Dans son introduction, Nicolas Lebourg nous explique comment « l’humiliation de l’échec de l’Algérie française » entraîna la droite radicale française à chercher une nouvelle voie tant pratique qu’idéologique ce qui fit que « deux courants naquirent de cet effort, la Nouvelle Droite et le nationalisme-révolutionnaire. Ils proviennent d’une matrice commune. » Puis, dans les 250 pages qui suivent, l’auteur nous les montre s’influençant mutuellement, jamais loin l’un de l’autre mais toujours dissociés.

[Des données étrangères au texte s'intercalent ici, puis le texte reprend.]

// SPDX-License-Identifier: AGPL-3.0-or-later
// SPDX-FileCopyrightText: 2024 Hyperpolymath

//! End-to-end workflows over files in a temporary directory

use spam_classifier::{
    read_inference_csv, run_batch_prediction, AppConfig, ClassifierError, ConfigOverrides, DatasetLoader,
    EvaluationReport, Estimator, Predictor, ResolvedConfig, SessionOrigin, SpamClassifier, TfidfLogisticRegression,
    Workbench,
};
use std::io::{Read, Write};
use std::net::TcpListener;
use std::path::Path;
use std::sync::atomic::{AtomicUsize, Ordering};
use std::sync::Arc;

const SAMPLE_CSV: &str = "label,text\n\
ham,\"Hi there, let's catch up tomorrow.\"\n\
spam,WIN a brand new car by clicking here!!!\n\
ham,Reminder: project meeting at 2pm.\n\
spam,Exclusive offer!!! Limited time deal.\n\
ham,Lunch plans for next week?\n\
spam,Get rich quick by subscribing now!!!\n\
ham,Team standup moved to 10am.\n\
spam,Mega discount newsletter just for you.\n";

fn config_in(dir: &Path) -> Arc<ResolvedConfig> {
    AppConfig::from_overrides(ConfigOverrides {
        local_data_path: Some(dir.join("data.csv")),
        model_path: Some(dir.join("models/model.json")),
        test_size: Some(0.25),
        ..Default::default()
    })
    .unwrap()
}

fn with_sample_data(dir: &Path) -> Arc<ResolvedConfig> {
    let config = config_in(dir);
    std::fs::write(&config.local_data_path, SAMPLE_CSV).unwrap();
    config
}

fn strings(values: &[&str]) -> Vec<String> {
    values.iter().map(|s| s.to_string()).collect()
}

#[test]
fn test_train_save_load_predict() {
    let dir = tempfile::tempdir().unwrap();
    let config = with_sample_data(dir.path());
    let dataset = DatasetLoader::new(config.clone()).load(None).unwrap();
    assert_eq!(dataset.len(), 8);

    let mut classifier = SpamClassifier::new(config.clone());
    let report = classifier.train(&dataset).unwrap();
    assert!(report.roc_auc >= 0.0 && report.roc_auc <= 1.0);

    let saved = classifier.save(None).unwrap();
    assert!(saved.exists());

    let mut restored = SpamClassifier::new(config);
    restored.load(None).unwrap();

    let inputs = strings(&["Limited time offer, claim your reward now!"]);
    let predictions = restored.predict(&inputs).unwrap();
    assert_eq!(predictions.labels.len(), 1);
    assert_eq!(predictions.probabilities.n_columns(), 2);
    assert_eq!(predictions, classifier.predict(&inputs).unwrap());
}

#[test]
fn test_training_is_deterministic() {
    let dir = tempfile::tempdir().unwrap();
    let config = with_sample_data(dir.path());
    let dataset = DatasetLoader::new(config.clone()).load(None).unwrap();

    let first = SpamClassifier::new(config.clone()).train(&dataset).unwrap();
    let second = SpamClassifier::new(config).train(&dataset).unwrap();
    assert_eq!(first, second);
}

#[test]
fn test_spam_scores_above_half() {
    let dir = tempfile::tempdir().unwrap();
    let config = with_sample_data(dir.path());
    let dataset = DatasetLoader::new(config.clone()).load(None).unwrap();

    // Trained on the stratified split (6 rows, seed 42); spam wins by a small
    // margin, around 0.56, so this only guards the direction.
    let mut classifier = SpamClassifier::new(config.clone());
    classifier.train(&dataset).unwrap();
    let predictions = classifier.predict(&strings(&["Exclusive offer, click now!!!"])).unwrap();
    assert_eq!(predictions.labels, vec!["spam"]);
    assert!(predictions.positive_probabilities()[0] > 0.5);

    // Fitted on every row the same message is spam as well
    let model = TfidfLogisticRegression::from_config(&config)
        .fit(&dataset.texts(), &dataset.labels())
        .unwrap();
    let probs = model.predict_proba(&strings(&["Exclusive offer, click now!!!"]));
    assert!(probs.column(1)[0] > 0.5);
}

#[test]
fn test_evaluate_covers_every_row() {
    let dir = tempfile::tempdir().unwrap();
    let config = with_sample_data(dir.path());
    let dataset = DatasetLoader::new(config.clone()).load(None).unwrap();

    let mut classifier = SpamClassifier::new(config);
    classifier.train(&dataset).unwrap();
    let report = classifier.evaluate(&dataset).unwrap();

    assert_eq!(report.total_support(), dataset.len());
    assert_eq!(report.confusion_matrix.total(), dataset.len());
}

#[test]
fn test_fresh_classifier_not_ready() {
    let dir = tempfile::tempdir().unwrap();
    let config = with_sample_data(dir.path());
    let dataset = DatasetLoader::new(config.clone()).load(None).unwrap();
    let classifier = SpamClassifier::new(config);

    assert!(matches!(classifier.predict(&strings(&["hi"])), Err(ClassifierError::ModelNotReady)));
    assert!(matches!(classifier.save(None), Err(ClassifierError::ModelNotReady)));
    assert!(matches!(classifier.evaluate(&dataset), Err(ClassifierError::ModelNotReady)));
}

#[test]
fn test_headerless_file() {
    let dir = tempfile::tempdir().unwrap();
    let config = config_in(dir.path());
    let path = dir.path().join("raw.csv");
    std::fs::write(&path, "ham,See you at six\nspam,\"Free entry, txt WIN\"\nham,ok\n").unwrap();

    let dataset = DatasetLoader::new(config).load(Some(&path)).unwrap();
    assert_eq!(dataset.len(), 3);
    assert_eq!(dataset.records()[1].label, "spam");
    assert_eq!(dataset.records()[1].text, "Free entry, txt WIN");
}

#[test]
fn test_unreachable_url_without_local_copy() {
    let dir = tempfile::tempdir().unwrap();
    let config = AppConfig {
        data_url: "http://127.0.0.1:9/spam.csv".to_string(),
        local_data_path: dir.path().join("missing.csv"),
        model_path: dir.path().join("model.json"),
        cache_dir: dir.path().join(".cache"),
        ..AppConfig::default()
    }
    .into_shared()
    .unwrap();

    let result = DatasetLoader::new(config.clone()).load(None);
    assert!(matches!(result, Err(ClassifierError::DatasetUnavailable { .. })));
    assert!(!config.local_data_path.exists());
}

/// Answer HTTP requests on localhost with canned responses in order, repeating
/// the last one. Returns the dataset URL and the number of requests seen.
fn serve(responses: Vec<(u16, Vec<u8>)>) -> (String, Arc<AtomicUsize>) {
    let listener = TcpListener::bind("127.0.0.1:0").unwrap();
    let url = format!("http://{}/spam.csv", listener.local_addr().unwrap());
    let hits = Arc::new(AtomicUsize::new(0));
    let counter = hits.clone();

    std::thread::spawn(move || {
        for stream in listener.incoming() {
            let Ok(mut stream) = stream else { continue };
            let n = counter.fetch_add(1, Ordering::SeqCst);
            let (status, body) = &responses[n.min(responses.len() - 1)];

            let mut request = Vec::new();
            let mut buf = [0u8; 1024];
            while !request.windows(4).any(|w| w == b"\r\n\r\n") {
                match stream.read(&mut buf) {
                    Ok(0) | Err(_) => break,
                    Ok(k) => request.extend_from_slice(&buf[..k]),
                }
            }

            let reason = if *status == 200 { "OK" } else { "Not Found" };
            let head = format!(
                "HTTP/1.1 {} {}\r\nContent-Type: text/csv\r\nContent-Length: {}\r\nConnection: close\r\n\r\n",
                status,
                reason,
                body.len()
            );
            let _ = stream.write_all(head.as_bytes());
            let _ = stream.write_all(body);
        }
    });

    (url, hits)
}

fn remote_config(dir: &Path, url: &str) -> Arc<ResolvedConfig> {
    AppConfig {
        data_url: url.to_string(),
        local_data_path: dir.join("datasets/spam.csv"),
        model_path: dir.join("model.json"),
        cache_dir: dir.join(".cache"),
        ..AppConfig::default()
    }
    .into_shared()
    .unwrap()
}

#[test]
fn test_remote_fetch_status_then_cached_copy() {
    let dir = tempfile::tempdir().unwrap();
    // Latin-1 byte 0xE9 must survive the round trip untouched
    let body = b"label,text\nham,Caf\xe9 at noon?\nspam,WIN cash now!!!\n".to_vec();
    let (url, hits) = serve(vec![(404, b"gone".to_vec()), (200, body.clone())]);
    let config = remote_config(dir.path(), &url);
    let loader = DatasetLoader::new(config.clone());

    let err = loader.load(None).unwrap_err();
    assert!(matches!(err, ClassifierError::DatasetUnavailable { .. }));
    assert!(err.to_string().contains("404"));
    assert!(!config.local_data_path.exists());
    assert_eq!(hits.load(Ordering::SeqCst), 1);

    let dataset = loader.load(None).unwrap();
    assert_eq!(hits.load(Ordering::SeqCst), 2);
    assert_eq!(std::fs::read(&config.local_data_path).unwrap(), body);
    assert_eq!(dataset.len(), 2);
    assert_eq!(dataset.records()[0].text, "Caf\u{e9} at noon?");

    // The local copy now answers without another request
    let again = loader.load(None).unwrap();
    assert_eq!(again, dataset);
    assert_eq!(hits.load(Ordering::SeqCst), 2);
}

#[test]
fn test_missing_and_corrupt_artifacts() {
    let dir = tempfile::tempdir().unwrap();
    let config = config_in(dir.path());
    let mut classifier = SpamClassifier::new(config.clone());

    assert!(matches!(classifier.load(None), Err(ClassifierError::ArtifactNotFound(_))));

    std::fs::create_dir_all(config.model_path.parent().unwrap()).unwrap();
    std::fs::write(&config.model_path, b"\x00\x01garbage").unwrap();
    let err = classifier.load(None).unwrap_err();
    assert!(matches!(err, ClassifierError::ArtifactCorrupt { .. }));
    assert!(err.is_missing_artifact());
}

#[test]
fn test_batch_without_text_header() {
    let dir = tempfile::tempdir().unwrap();
    let config = with_sample_data(dir.path());
    let dataset = DatasetLoader::new(config.clone()).load(None).unwrap();
    let mut classifier = SpamClassifier::new(config.clone());
    classifier.train(&dataset).unwrap();

    let upload = b"spam,Win a mega discount today\nham,Project meeting moved\n";
    let table = read_inference_csv(upload, &config.text_column).unwrap();
    assert_eq!(table.columns(), ["label", "text"]);

    let scored = run_batch_prediction(&classifier, &table).unwrap();
    assert_eq!(scored.len(), 2);
    assert_eq!(scored[0].text, "Win a mega discount today");
}

#[test]
fn test_workbench_report_flow() {
    let dir = tempfile::tempdir().unwrap();
    let config = with_sample_data(dir.path());
    let mut workbench = Workbench::new(config.clone());

    let dataset = workbench.dataset(None).unwrap();
    let first = workbench.session(&dataset, false).unwrap();
    assert_eq!(first.origin, SessionOrigin::Trained);
    assert!(config.model_path.exists());

    let again = workbench.session(&dataset, false).unwrap();
    assert!(Arc::ptr_eq(&first, &again));

    let retrained = workbench.session(&dataset, true).unwrap();
    assert!(!Arc::ptr_eq(&first, &retrained));

    let report = EvaluationReport::from_session(&config, &dataset, &retrained).unwrap();
    assert_eq!(report.dataset.rows, 8);
    assert!(report.to_markdown().contains("held-out test split"));
}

Au fil des pages, il ne nous cache rien des oscillations idéologiques, ainsi que des avancées et des reculs des sept structures qui constituèrent le mouvement NR des années 1960 à 2002 (Jeune Europe, l’Organisation lutte du peuple, les Groupes nationalistes révolutionnaires de base, le Mouvement nationaliste révolutionnaire, Troisième voie, Nouvelle résistance et Unité radicale) et de leur « internationale » le Front européen de libération.

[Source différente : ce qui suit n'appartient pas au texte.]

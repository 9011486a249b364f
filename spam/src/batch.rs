// SPDX-License-Identifier: AGPL-3.0-or-later
// SPDX-FileCopyrightText: 2024 Hyperpolymath

//! Batch inference over uploaded CSV files

use crate::classifier::SpamClassifier;
use crate::datasets::{decode_latin1, read_rows};
use crate::error::{ClassifierError, Result};
use crate::pipeline::Estimator;
use serde::{Deserialize, Serialize};
use std::io::Write;

/// Uploaded rows with named columns, one of which holds the text
#[derive(Debug, Clone, PartialEq)]
pub struct InferenceTable {
    columns: Vec<String>,
    rows: Vec<Vec<String>>,
    text_index: usize,
}

impl InferenceTable {
    pub fn columns(&self) -> &[String] {
        &self.columns
    }

    pub fn rows(&self) -> &[Vec<String>] {
        &self.rows
    }

    pub fn text_column(&self) -> &str {
        &self.columns[self.text_index]
    }

    pub fn texts(&self) -> Vec<String> {
        self.rows.iter().map(|r| r[self.text_index].clone()).collect()
    }

    pub fn len(&self) -> usize {
        self.rows.len()
    }

    pub fn is_empty(&self) -> bool {
        self.rows.is_empty()
    }
}

/// Read an uploaded CSV for inference.
///
/// A header naming `text_column` is used as is. Otherwise every row is data
/// and columns are named by position: the last one becomes `text_column`, the
/// first `label`, the rest `col_{i}`. A single column is therefore the text.
/// Short rows are padded with empty values.
pub fn read_inference_csv(bytes: &[u8], text_column: &str) -> Result<InferenceTable> {
    let rows = read_rows(&decode_latin1(bytes))?;
    let Some(header) = rows.first() else {
        return Err(ClassifierError::InvalidInput("CSV file has no columns".to_string()));
    };

    let (columns, data) = match header.iter().position(|f| f == text_column) {
        Some(_) => (header.iter().map(str::to_string).collect::<Vec<_>>(), &rows[1..]),
        None => {
            let count = header.len();
            tracing::info!("No '{}' header, naming {} column(s) by position", text_column, count);
            let names: Vec<String> = (0..count)
                .map(|idx| {
                    if idx == count - 1 {
                        text_column.to_string()
                    } else if idx == 0 {
                        "label".to_string()
                    } else {
                        format!("col_{}", idx)
                    }
                })
                .collect();
            (names, &rows[..])
        }
    };

    let text_index = columns
        .iter()
        .position(|c| c == text_column)
        .ok_or_else(|| ClassifierError::InvalidInput(format!("CSV needs a '{}' column", text_column)))?;

    let width = columns.len();
    let rows = data
        .iter()
        .map(|record| {
            let mut row: Vec<String> = record.iter().take(width).map(str::to_string).collect();
            row.resize(width, String::new());
            row
        })
        .collect();

    Ok(InferenceTable {
        columns,
        rows,
        text_index,
    })
}

/// One scored row of a batch
#[derive(Debug, Clone, PartialEq, Serialize, Deserialize)]
pub struct BatchPrediction {
    pub text: String,
    pub label: String,
    pub spam_probability: f64,
}

pub fn run_batch_prediction<E: Estimator>(
    classifier: &SpamClassifier<E>,
    table: &InferenceTable,
) -> Result<Vec<BatchPrediction>> {
    let texts = table.texts();
    let predictions = classifier.predict(&texts)?;
    let spam = predictions.positive_probabilities();

    tracing::info!("Scored {} rows", texts.len());
    Ok(texts
        .into_iter()
        .zip(predictions.labels)
        .zip(spam)
        .map(|((text, label), spam_probability)| BatchPrediction {
            text,
            label,
            spam_probability,
        })
        .collect())
}

/// Write predictions as CSV with a `text,label,spam_probability` header.
pub fn write_predictions<W: Write>(predictions: &[BatchPrediction], writer: W) -> Result<()> {
    let mut csv_writer = csv::Writer::from_writer(writer);
    for prediction in predictions {
        csv_writer.serialize(prediction)?;
    }
    csv_writer.flush()?;
    Ok(())
}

Ceux qui ont participé, à un moment ou à un autre de leur vie, à cette aventure groupusculaire seront submergés par les souvenirs. Les autres s’interrogeront sans doute : pourquoi tant de dépense de temps et d’argent, pourquoi tant de sacrifices humains, pour, au final, ne faire que labourer la mer et ne jamais rassembler plus de deux à trois cents militants ?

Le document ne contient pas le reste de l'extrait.